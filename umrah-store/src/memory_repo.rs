use async_trait::async_trait;
use chrono::Utc;
use tokio::sync::RwLock;
use uuid::Uuid;

use umrah_core::{
    Booking, BookingDetails, BookingInsert, BookingRepository, FlightOption, HotelOption, NewBooking,
    NewFlightOption, NewHotelOption, NewPackage, NewRailwayOption, Package, PackageDetails, PackagePatch,
    PackageRepository, PackageStatus, PackageSummary, RailwayOption, RepositoryError, RepositoryResult,
    TransitionOutcome, UserId,
};

#[derive(Default)]
struct Tables {
    // Insertion order doubles as creation order.
    packages: Vec<Package>,
    flight_options: Vec<FlightOption>,
    hotel_options: Vec<HotelOption>,
    railway_options: Vec<RailwayOption>,
    bookings: Vec<Booking>,
}

impl Tables {
    fn owned(&self, user_id: UserId, id: Uuid) -> Option<&Package> {
        self.packages.iter().find(|p| p.id == id && p.user_id == user_id)
    }

    fn details(&self, package: &Package) -> PackageDetails {
        PackageDetails {
            package: package.clone(),
            flight_options: self.flight_options.iter().filter(|o| o.package_id == package.id).cloned().collect(),
            hotel_options: self.hotel_options.iter().filter(|o| o.package_id == package.id).cloned().collect(),
            railway_options: self.railway_options.iter().filter(|o| o.package_id == package.id).cloned().collect(),
        }
    }
}

/// Process-local store implementing both repositories. Backs tests and
/// runs without a configured database; contents die with the process.
#[derive(Default)]
pub struct MemoryStore {
    tables: RwLock<Tables>,
}

impl MemoryStore {
    pub fn new() -> Self {
        Self::default()
    }

    pub async fn booking_count(&self) -> usize {
        self.tables.read().await.bookings.len()
    }
}

#[async_trait]
impl PackageRepository for MemoryStore {
    async fn create_package(&self, user_id: UserId, fields: &NewPackage) -> RepositoryResult<Package> {
        let package = Package::new(user_id, fields.clone());
        self.tables.write().await.packages.push(package.clone());
        Ok(package)
    }

    async fn get_package(&self, user_id: UserId, id: Uuid) -> RepositoryResult<Option<PackageDetails>> {
        let tables = self.tables.read().await;
        Ok(tables.owned(user_id, id).map(|p| tables.details(p)))
    }

    async fn list_packages(&self, user_id: UserId) -> RepositoryResult<Vec<PackageDetails>> {
        let tables = self.tables.read().await;
        let mut packages: Vec<PackageDetails> = tables
            .packages
            .iter()
            .rev()
            .filter(|p| p.user_id == user_id)
            .map(|p| tables.details(p))
            .collect();
        packages.sort_by(|a, b| b.package.created_at.cmp(&a.package.created_at));
        Ok(packages)
    }

    async fn update_package(
        &self,
        user_id: UserId,
        id: Uuid,
        patch: &PackagePatch,
    ) -> RepositoryResult<Option<Package>> {
        let mut tables = self.tables.write().await;
        let Some(package) = tables
            .packages
            .iter_mut()
            .find(|p| p.id == id && p.user_id == user_id)
        else {
            return Ok(None);
        };
        patch.apply(package, Utc::now());
        Ok(Some(package.clone()))
    }

    async fn delete_package(&self, user_id: UserId, id: Uuid) -> RepositoryResult<bool> {
        let mut tables = self.tables.write().await;
        if tables.owned(user_id, id).is_none() {
            return Ok(false);
        }
        if tables.bookings.iter().any(|b| b.package_id == id) {
            return Err(RepositoryError::PackageLocked(id));
        }

        tables.packages.retain(|p| p.id != id);
        tables.flight_options.retain(|o| o.package_id != id);
        tables.hotel_options.retain(|o| o.package_id != id);
        tables.railway_options.retain(|o| o.package_id != id);
        Ok(true)
    }

    async fn add_flight_option(
        &self,
        user_id: UserId,
        package_id: Uuid,
        fields: &NewFlightOption,
    ) -> RepositoryResult<Option<FlightOption>> {
        let mut tables = self.tables.write().await;
        if tables.owned(user_id, package_id).is_none() {
            return Ok(None);
        }
        let option = FlightOption::snapshot(package_id, fields);
        tables.flight_options.push(option.clone());
        Ok(Some(option))
    }

    async fn add_hotel_option(
        &self,
        user_id: UserId,
        package_id: Uuid,
        fields: &NewHotelOption,
    ) -> RepositoryResult<Option<HotelOption>> {
        let mut tables = self.tables.write().await;
        if tables.owned(user_id, package_id).is_none() {
            return Ok(None);
        }
        let option = HotelOption::snapshot(package_id, fields);
        tables.hotel_options.push(option.clone());
        Ok(Some(option))
    }

    async fn add_railway_option(
        &self,
        user_id: UserId,
        package_id: Uuid,
        fields: &NewRailwayOption,
    ) -> RepositoryResult<Option<RailwayOption>> {
        let mut tables = self.tables.write().await;
        if tables.owned(user_id, package_id).is_none() {
            return Ok(None);
        }
        let option = RailwayOption::snapshot(package_id, fields);
        tables.railway_options.push(option.clone());
        Ok(Some(option))
    }

    async fn transition_status(
        &self,
        package_id: Uuid,
        from: PackageStatus,
        to: PackageStatus,
    ) -> RepositoryResult<TransitionOutcome> {
        let mut tables = self.tables.write().await;
        let Some(package) = tables.packages.iter_mut().find(|p| p.id == package_id) else {
            return Ok(TransitionOutcome::Missing);
        };
        if package.status != from {
            return Ok(TransitionOutcome::Skipped(package.status));
        }
        package.status = to;
        package.updated_at = Utc::now();
        Ok(TransitionOutcome::Applied)
    }
}

#[async_trait]
impl BookingRepository for MemoryStore {
    async fn create_booking(&self, fields: &NewBooking) -> RepositoryResult<BookingInsert> {
        let mut tables = self.tables.write().await;
        if let Some(existing) = tables.bookings.iter().find(|b| b.package_id == fields.package_id) {
            return Ok(BookingInsert::Existing(existing.clone()));
        }
        if !tables.packages.iter().any(|p| p.id == fields.package_id) {
            return Err(RepositoryError::UnknownPackage(fields.package_id));
        }
        let booking = Booking::confirmed(fields);
        tables.bookings.push(booking.clone());
        Ok(BookingInsert::Created(booking))
    }

    async fn find_by_package(&self, package_id: Uuid) -> RepositoryResult<Option<Booking>> {
        let tables = self.tables.read().await;
        Ok(tables.bookings.iter().find(|b| b.package_id == package_id).cloned())
    }

    async fn list_bookings(&self, user_id: UserId) -> RepositoryResult<Vec<BookingDetails>> {
        let tables = self.tables.read().await;
        let mut bookings: Vec<BookingDetails> = tables
            .bookings
            .iter()
            .rev()
            .filter(|b| b.user_id == user_id)
            .map(|b| BookingDetails {
                booking: b.clone(),
                packages: tables
                    .packages
                    .iter()
                    .find(|p| p.id == b.package_id)
                    .map(PackageSummary::from),
            })
            .collect();
        bookings.sort_by(|a, b| b.booking.created_at.cmp(&a.booking.created_at));
        Ok(bookings)
    }
}

#[cfg(test)]
mod tests {
    use super::*;
    use chrono::NaiveDate;
    use rust_decimal::Decimal;

    fn user() -> UserId {
        UserId(Uuid::new_v4())
    }

    fn draft() -> NewPackage {
        NewPackage {
            departure_city: "CMN".to_string(),
            departure_date: NaiveDate::from_ymd_opt(2025, 3, 15).unwrap(),
            return_date: NaiveDate::from_ymd_opt(2025, 3, 22).unwrap(),
            adults: 2,
            children: 1,
            total_price: Decimal::new(123450, 2),
        }
    }

    fn hotel() -> NewHotelOption {
        NewHotelOption {
            hotel_ref: "med-1".to_string(),
            name: "Anwar Al Madinah".to_string(),
            city: "Medina".to_string(),
            address: None,
            star_rating: Some(5),
            price_per_night: Decimal::from(180),
            nights: 4,
            currency: "EUR".to_string(),
        }
    }

    fn booking_for(package: &Package) -> NewBooking {
        NewBooking {
            package_id: package.id,
            user_id: package.user_id,
            total_amount: package.total_price,
            currency: "EUR".to_string(),
            payment_intent_id: "pi_test".to_string(),
            confirmation_number: "UMR-1".to_string(),
        }
    }

    #[tokio::test]
    async fn test_foreign_package_is_invisible() {
        let store = MemoryStore::new();
        let (alice, bob) = (user(), user());
        let pkg = store.create_package(alice, &draft()).await.unwrap();

        assert!(store.get_package(bob, pkg.id).await.unwrap().is_none());
        assert!(store.update_package(bob, pkg.id, &PackagePatch::default()).await.unwrap().is_none());
        assert!(!store.delete_package(bob, pkg.id).await.unwrap());
        assert!(store.add_hotel_option(bob, pkg.id, &hotel()).await.unwrap().is_none());
        assert!(store.list_packages(bob).await.unwrap().is_empty());
        assert!(store.get_package(alice, pkg.id).await.unwrap().is_some());
    }

    #[tokio::test]
    async fn test_list_newest_first_with_options() {
        let store = MemoryStore::new();
        let owner = user();
        let first = store.create_package(owner, &draft()).await.unwrap();
        let second = store.create_package(owner, &draft()).await.unwrap();

        store.add_hotel_option(owner, first.id, &hotel()).await.unwrap();
        store.add_hotel_option(owner, first.id, &hotel()).await.unwrap();

        let listed = store.list_packages(owner).await.unwrap();
        assert_eq!(listed[0].package.id, second.id);
        assert_eq!(listed[1].package.id, first.id);
        // Re-adding the same option appends a second row.
        assert_eq!(listed[1].hotel_options.len(), 2);
        assert!(listed[0].hotel_options.is_empty());
    }

    #[tokio::test]
    async fn test_booking_unique_per_package() {
        let store = MemoryStore::new();
        let pkg = store.create_package(user(), &draft()).await.unwrap();

        let first = store.create_booking(&booking_for(&pkg)).await.unwrap();
        let second = store.create_booking(&booking_for(&pkg)).await.unwrap();

        assert!(first.is_new());
        assert!(!second.is_new());
        assert_eq!(first.booking().id, second.booking().id);
        assert_eq!(store.booking_count().await, 1);
    }

    #[tokio::test]
    async fn test_booking_requires_existing_package() {
        let store = MemoryStore::new();
        let owner = user();
        let pkg = store.create_package(owner, &draft()).await.unwrap();
        let mut orphan = booking_for(&pkg);
        orphan.package_id = Uuid::new_v4();

        let err = store.create_booking(&orphan).await.unwrap_err();
        assert!(matches!(err, RepositoryError::UnknownPackage(id) if id == orphan.package_id));
        assert_eq!(store.booking_count().await, 0);
    }

    #[tokio::test]
    async fn test_booked_package_cannot_be_deleted() {
        let store = MemoryStore::new();
        let owner = user();
        let pkg = store.create_package(owner, &draft()).await.unwrap();
        store.create_booking(&booking_for(&pkg)).await.unwrap();

        let err = store.delete_package(owner, pkg.id).await.unwrap_err();
        assert!(matches!(err, RepositoryError::PackageLocked(id) if id == pkg.id));

        let listed = store.list_bookings(owner).await.unwrap();
        assert_eq!(listed.len(), 1);
        assert_eq!(listed[0].packages.as_ref().unwrap().departure_city, "CMN");
    }

    #[tokio::test]
    async fn test_transition_is_guarded() {
        let store = MemoryStore::new();
        let pkg = store.create_package(user(), &draft()).await.unwrap();

        let outcome = store
            .transition_status(pkg.id, PackageStatus::Draft, PackageStatus::Booked)
            .await
            .unwrap();
        assert_eq!(outcome, TransitionOutcome::Applied);

        let outcome = store
            .transition_status(pkg.id, PackageStatus::Draft, PackageStatus::Draft)
            .await
            .unwrap();
        assert_eq!(outcome, TransitionOutcome::Skipped(PackageStatus::Booked));

        let outcome = store
            .transition_status(Uuid::new_v4(), PackageStatus::Draft, PackageStatus::Booked)
            .await
            .unwrap();
        assert_eq!(outcome, TransitionOutcome::Missing);
    }

    #[tokio::test]
    async fn test_delete_removes_options() {
        let store = MemoryStore::new();
        let owner = user();
        let pkg = store.create_package(owner, &draft()).await.unwrap();
        store.add_hotel_option(owner, pkg.id, &hotel()).await.unwrap();

        assert!(store.delete_package(owner, pkg.id).await.unwrap());
        assert!(store.get_package(owner, pkg.id).await.unwrap().is_none());
        assert!(store.tables.read().await.hotel_options.is_empty());
    }
}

-=-=-=-=-

A single number is expected: how many lines of the data hold the string "else".

2